# Long scissors



## LKH (Oct 12, 2005)

www.azgardens.com sells some absolutely wonderful tools, including long scissors, long tweezers, foreceps, and spatulas for planting. They're pricey but I can't imagine doing without them. You know how annoying it is to try to get some plants to stay in the gravel? You poke them in, and they float right out as soon as you lift your finger? Well, the tweezers are perfect for that. They don't displace the gravel like your fingers do, so it stays tight around the plant stem when you pull them out. The slightly curved scissors are PERFECT for cutting long stems deep in the tank without being up to your armpits in water. The sterilizer foreceps are absolutely wonderful for precision work, and retrieving things from hard to reach spaces. And if the spatula is good for nothing else, there is nothing better for scraping snails off your aquarium walls and into a waiting net. I use them ALL THE TIME.

L


----------



## Sterving (Dec 23, 2004)

Try www.widgetsupply.com. I bought some nice medium curved nose tweezers for planting as well as scissors. The price is good too.


----------



## AaronT (Apr 11, 2004)

This set here: http://www.petsolutions.com/Landscaping+Kit-I-12516808-I-C-41-C-.aspx is a good deal. It's supposed to be a knock-off of Amano's kit.


----------



## LKH (Oct 12, 2005)

That pet solutions kit is pretty decent, except I find I use the curved tweezers more than the straight ones, and I really appreciate the leather case to keep things neat. 

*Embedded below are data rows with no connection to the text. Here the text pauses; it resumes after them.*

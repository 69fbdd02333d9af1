//! Greedy chain-growing embedding heuristic
//!
//! Each attempt places problem variables one at a time in a randomised
//! breadth-first order. A variable with no placed neighbours takes a single
//! free qubit; otherwise the free qubit closest to all placed neighbour
//! chains becomes its root and the shortest free paths back to those chains
//! become its chain. Successful attempts then rip up and reroute every chain,
//! keeping a reroute only when it does not grow the chain.
//!
//! Stands in for a dedicated minor-embedding library behind the
//! [`EmbeddingOracle`] seam; the size search does not depend on its internals.

use crate::embedding::Embedding;
use crate::qubo::Variable;
use crate::search::{EmbeddingOracle, SearchParams, SourceGraph};
use crate::topology::Topology;
use crate::{RcmError, Result};
use log::debug;
use petgraph::graph::NodeIndex;
use rand::rngs::StdRng;
use rand::seq::SliceRandom;
use rand::{Rng, SeedableRng};
use rayon::prelude::*;
use std::collections::{BTreeSet, VecDeque};

const UNREACHABLE: usize = usize::MAX;

/// Randomised greedy minor-embedding oracle
#[derive(Debug, Clone, Copy, PartialEq, Eq)]
pub struct GreedyChainOracle {
    /// Rip-up-and-reroute passes after a successful placement
    pub refinement_rounds: usize,
}

impl Default for GreedyChainOracle {
    fn default() -> Self {
        Self {
            refinement_rounds: 2,
        }
    }
}

impl GreedyChainOracle {
    pub fn new() -> Self {
        Self::default()
    }

    /// Set the number of refinement passes
    pub fn with_refinement_rounds(mut self, rounds: usize) -> Self {
        self.refinement_rounds = rounds;
        self
    }

    /// Run a single seeded attempt, returning chains per source node
    fn attempt(
        &self,
        problem: &[Vec<usize>],
        target: &[Vec<usize>],
        seed: u64,
    ) -> Option<Vec<Vec<usize>>> {
        let mut rng = StdRng::seed_from_u64(seed);
        let order = placement_order(problem, &mut rng);
        let mut placement = Placement::new(problem.len(), target);

        for &var in &order {
            if !placement.place(var, &problem[var], &mut rng) {
                return None;
            }
        }

        for _ in 0..self.refinement_rounds {
            for &var in &order {
                let previous = placement.release(var);
                let improved = placement.place(var, &problem[var], &mut rng)
                    && placement.chains[var].len() <= previous.len();

                if !improved {
                    placement.release(var);
                    placement.claim(var, previous);
                }
            }
        }

        Some(placement.chains)
    }
}

impl EmbeddingOracle for GreedyChainOracle {
    fn find_embedding(
        &self,
        source: &SourceGraph,
        target: &Topology,
        params: &SearchParams,
    ) -> Result<Embedding> {
        let variables: Vec<Variable> = source.node_indices().map(|n| source[n]).collect();
        let problem = problem_adjacency(source);
        let (qubits, target_adjacency) = target.index_adjacency();

        if variables.len() > qubits.len() {
            debug!(
                "{} variables cannot fit on {} qubits",
                variables.len(),
                qubits.len()
            );
            return Ok(Embedding::new());
        }

        let base_seed = params.seed.unwrap_or_else(rand::random);
        let pool = rayon::ThreadPoolBuilder::new()
            .num_threads(params.threads)
            .build()
            .map_err(|e| RcmError::embedding_error(format!("Failed to start worker pool: {}", e)))?;

        let attempts: Vec<(usize, Vec<Vec<usize>>)> = pool.install(|| {
            (0..params.tries)
                .into_par_iter()
                .filter_map(|attempt| {
                    let seed = base_seed.wrapping_add(attempt as u64);
                    self.attempt(&problem, &target_adjacency, seed)
                        .map(|chains| (attempt, chains))
                })
                .collect()
        });

        debug!(
            "{} of {} attempts embedded {} variables on {}",
            attempts.len(),
            params.tries,
            variables.len(),
            target.metadata().name
        );

        let best = attempts
            .into_iter()
            .min_by_key(|(attempt, chains)| (chains.iter().map(Vec::len).sum::<usize>(), *attempt));

        let mut embedding = Embedding::new();
        if let Some((_, chains)) = best {
            for (var, chain) in chains.into_iter().enumerate() {
                embedding.insert(variables[var], chain.into_iter().map(|q| qubits[q]));
            }
        }
        Ok(embedding)
    }
}

/// Deduplicated neighbour lists of the source graph, self-loops dropped
fn problem_adjacency(source: &SourceGraph) -> Vec<Vec<usize>> {
    source
        .node_indices()
        .map(|n| {
            let neighbors: BTreeSet<usize> = source
                .neighbors(n)
                .filter(|&m| m != n)
                .map(NodeIndex::index)
                .collect();
            neighbors.into_iter().collect()
        })
        .collect()
}

/// Breadth-first order over every component, with shuffled starts and fronts
fn placement_order<R: Rng>(problem: &[Vec<usize>], rng: &mut R) -> Vec<usize> {
    let mut starts: Vec<usize> = (0..problem.len()).collect();
    starts.shuffle(rng);

    let mut visited = vec![false; problem.len()];
    let mut order = Vec::with_capacity(problem.len());
    let mut queue = VecDeque::new();

    for start in starts {
        if visited[start] {
            continue;
        }
        visited[start] = true;
        queue.push_back(start);

        while let Some(var) = queue.pop_front() {
            order.push(var);
            let mut next: Vec<usize> = problem[var]
                .iter()
                .copied()
                .filter(|&u| !visited[u])
                .collect();
            next.shuffle(rng);
            for u in next {
                visited[u] = true;
                queue.push_back(u);
            }
        }
    }

    order
}

/// Partial assignment of chains to target qubits
struct Placement<'a> {
    target: &'a [Vec<usize>],
    owner: Vec<Option<usize>>,
    chains: Vec<Vec<usize>>,
}

impl<'a> Placement<'a> {
    fn new(variables: usize, target: &'a [Vec<usize>]) -> Self {
        Self {
            target,
            owner: vec![None; target.len()],
            chains: vec![Vec::new(); variables],
        }
    }

    fn is_free(&self, qubit: usize) -> bool {
        self.owner[qubit].is_none()
    }

    fn free_degree(&self, qubit: usize) -> usize {
        self.target[qubit].iter().filter(|&&q| self.is_free(q)).count()
    }

    fn claim(&mut self, var: usize, chain: Vec<usize>) {
        for &q in &chain {
            self.owner[q] = Some(var);
        }
        self.chains[var] = chain;
    }

    fn release(&mut self, var: usize) -> Vec<usize> {
        let chain = std::mem::take(&mut self.chains[var]);
        for &q in &chain {
            self.owner[q] = None;
        }
        chain
    }

    /// Distances through free qubits from the chain of `var`
    ///
    /// A free qubit adjacent to the chain has distance 1. Parents lead back
    /// towards the chain.
    fn search_from(&self, var: usize) -> (Vec<usize>, Vec<Option<usize>>) {
        let mut dist = vec![UNREACHABLE; self.target.len()];
        let mut parent = vec![None; self.target.len()];
        let mut queue = VecDeque::new();

        for &q in &self.chains[var] {
            for &n in &self.target[q] {
                if self.is_free(n) && dist[n] == UNREACHABLE {
                    dist[n] = 1;
                    queue.push_back(n);
                }
            }
        }

        while let Some(q) = queue.pop_front() {
            for &n in &self.target[q] {
                if self.is_free(n) && dist[n] == UNREACHABLE {
                    dist[n] = dist[q] + 1;
                    parent[n] = Some(q);
                    queue.push_back(n);
                }
            }
        }

        (dist, parent)
    }

    /// Give `var` a chain touching every placed neighbour, if one exists
    fn place<R: Rng>(&mut self, var: usize, neighbors: &[usize], rng: &mut R) -> bool {
        let free: Vec<usize> = (0..self.target.len()).filter(|&q| self.is_free(q)).collect();
        let placed: Vec<usize> = neighbors
            .iter()
            .copied()
            .filter(|&u| !self.chains[u].is_empty())
            .collect();

        if placed.is_empty() {
            let Some(best) = free.iter().map(|&q| self.free_degree(q)).max() else {
                return false;
            };
            let roomiest: Vec<usize> = free
                .iter()
                .copied()
                .filter(|&q| self.free_degree(q) == best)
                .collect();
            return match roomiest.choose(rng) {
                Some(&q) => {
                    self.claim(var, vec![q]);
                    true
                }
                None => false,
            };
        }

        let searches: Vec<_> = placed.iter().map(|&u| self.search_from(u)).collect();

        let mut best_cost = UNREACHABLE;
        let mut roots = Vec::new();
        for &q in &free {
            let cost = searches.iter().try_fold(0usize, |acc, (dist, _)| {
                (dist[q] != UNREACHABLE).then(|| acc + dist[q])
            });
            match cost {
                Some(cost) if cost < best_cost => {
                    best_cost = cost;
                    roots.clear();
                    roots.push(q);
                }
                Some(cost) if cost == best_cost => roots.push(q),
                _ => {}
            }
        }

        let Some(&root) = roots.choose(rng) else {
            return false;
        };

        let mut chain = BTreeSet::from([root]);
        for (_, parent) in &searches {
            let mut current = root;
            while let Some(next) = parent[current] {
                chain.insert(next);
                current = next;
            }
        }

        self.claim(var, chain.into_iter().collect());
        true
    }
}

#[cfg(test)]
mod tests {
    use super::*;
    use crate::qubo::{BinaryQuadraticModel, Vartype};
    use crate::topology::chimera;

    fn complete(n: usize) -> BinaryQuadraticModel<Variable> {
        let mut bqm = BinaryQuadraticModel::new(Vartype::Binary);
        for u in 0..n {
            bqm.add_variable(Variable(u), 0.0);
            for v in (u + 1)..n {
                bqm.add_interaction(Variable(u), Variable(v), 1.0);
            }
        }
        bqm
    }

    fn params(tries: usize, threads: usize) -> SearchParams {
        SearchParams {
            tries,
            threads,
            seed: Some(11),
        }
    }

    #[test]
    fn test_triangle_embeds_validly() {
        let bqm = complete(3);
        let target = chimera(2, 2, 4).unwrap();
        let embedding = GreedyChainOracle::new()
            .find_embedding(&bqm.interaction_graph(), &target, &params(4, 1))
            .unwrap();

        assert_eq!(embedding.len(), 3);
        embedding.validate(&bqm, &target).unwrap();
        // A triangle cannot embed in a bipartite graph without a longer chain.
        assert!(embedding.max_chain_length() >= 2);
    }

    #[test]
    fn test_dense_problem_embeds_validly() {
        let bqm = complete(6);
        let target = chimera(3, 3, 4).unwrap();
        let embedding = GreedyChainOracle::new()
            .find_embedding(&bqm.interaction_graph(), &target, &params(10, 2))
            .unwrap();

        assert_eq!(embedding.len(), 6);
        embedding.validate(&bqm, &target).unwrap();
    }

    #[test]
    fn test_isolated_variables_take_one_qubit() {
        let mut bqm = BinaryQuadraticModel::new(Vartype::Binary);
        for v in 0..3 {
            bqm.add_variable(Variable(v), 1.0);
        }
        let target = chimera(1, 1, 4).unwrap();
        let embedding = GreedyChainOracle::new()
            .find_embedding(&bqm.interaction_graph(), &target, &params(1, 1))
            .unwrap();

        assert_eq!(embedding.len(), 3);
        assert_eq!(embedding.qubit_count(), 3);
    }

    #[test]
    fn test_too_many_variables() {
        let bqm = complete(9);
        let target = chimera(1, 1, 4).unwrap();
        let embedding = GreedyChainOracle::new()
            .find_embedding(&bqm.interaction_graph(), &target, &params(3, 1))
            .unwrap();
        assert!(embedding.is_empty());
    }

    #[test]
    fn test_seeded_result_independent_of_threads() {
        let bqm = complete(5);
        let graph = bqm.interaction_graph();
        let target = chimera(2, 2, 4).unwrap();
        let oracle = GreedyChainOracle::new();

        let single = oracle.find_embedding(&graph, &target, &params(6, 1)).unwrap();
        let parallel = oracle.find_embedding(&graph, &target, &params(6, 3)).unwrap();
        assert_eq!(single, parallel);
    }

    #[test]
    fn test_placement_order_covers_components() {
        let problem = vec![vec![1], vec![0], vec![], vec![4], vec![3]];
        let mut rng = StdRng::seed_from_u64(3);
        let mut order = placement_order(&problem, &mut rng);
        order.sort_unstable();
        assert_eq!(order, vec![0, 1, 2, 3, 4]);
    }
}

I ended up also getting the sterilizer foreceps, which are extra, but they do some things the tweezers don't and allow a bit more control in delicate situations, where you only want enough pressure to grip without squishing (it's harder to accomplish that with tweezers, somehow).

L


----------



## Georgiadawgger (Apr 23, 2004)

grandmasterofpool said:


> This set here: http://www.petsolutions.com/Landscaping+Kit-I-12516808-I-C-41-C-.aspx is a good deal. It's supposed to be a knock-off of Amano's kit.


That's what I have and the curved scissors and the curved forceps are great!


----------



## GraFFix (Feb 21, 2005)

I bought mine here...great tools for the price. Id reccomend the 8" scissors and the 10" curved tip forceps...those are the 2 tools i use the most. I dont believe people pay $30+ for some of them "kits"

http://www.drsfostersmith.com/product/prod_display.cfm?pcatid=12039&N=2004+113218

http://www.drsfostersmith.com/product/prod_display.cfm?pcatid=12038&N=2004+113218


----------



## LKH (Oct 12, 2005)

I guess it depends what you want. Personally, I find the 11" curved scissors more helpful than I would find 8" straight scissors, and I do use many of the other tools as well. That is a good price on the curved tweezers, though. If that was all I wanted, go Drsfostersmith.com! 

L


----------